Stored data
>>

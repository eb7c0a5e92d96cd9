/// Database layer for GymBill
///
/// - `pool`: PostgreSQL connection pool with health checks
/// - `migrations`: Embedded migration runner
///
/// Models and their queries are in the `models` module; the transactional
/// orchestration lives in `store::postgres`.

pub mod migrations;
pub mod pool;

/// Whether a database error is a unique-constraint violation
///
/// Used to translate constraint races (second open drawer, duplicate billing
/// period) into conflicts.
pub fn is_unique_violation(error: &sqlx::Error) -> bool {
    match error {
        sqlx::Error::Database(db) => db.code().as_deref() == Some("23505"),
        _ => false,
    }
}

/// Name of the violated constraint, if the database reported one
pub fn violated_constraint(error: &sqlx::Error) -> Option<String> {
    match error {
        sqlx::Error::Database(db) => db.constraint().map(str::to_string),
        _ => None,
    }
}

<<
>>

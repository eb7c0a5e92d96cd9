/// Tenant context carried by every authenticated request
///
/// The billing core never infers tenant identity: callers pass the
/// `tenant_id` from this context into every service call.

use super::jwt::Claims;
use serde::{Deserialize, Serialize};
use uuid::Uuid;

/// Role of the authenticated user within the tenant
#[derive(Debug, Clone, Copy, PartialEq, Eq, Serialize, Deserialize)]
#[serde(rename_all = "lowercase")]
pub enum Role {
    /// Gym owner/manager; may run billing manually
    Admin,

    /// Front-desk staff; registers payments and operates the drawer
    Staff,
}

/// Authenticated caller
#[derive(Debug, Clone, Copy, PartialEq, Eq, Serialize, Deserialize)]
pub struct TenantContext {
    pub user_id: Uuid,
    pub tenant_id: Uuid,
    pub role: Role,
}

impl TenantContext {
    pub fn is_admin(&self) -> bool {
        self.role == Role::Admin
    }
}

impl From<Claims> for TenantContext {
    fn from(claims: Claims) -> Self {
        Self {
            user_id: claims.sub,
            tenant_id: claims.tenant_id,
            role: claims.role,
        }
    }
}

<<

Work out how many lines of the data above hold the word "pool", and write only the count.

EXERCISE OUTPUT: 2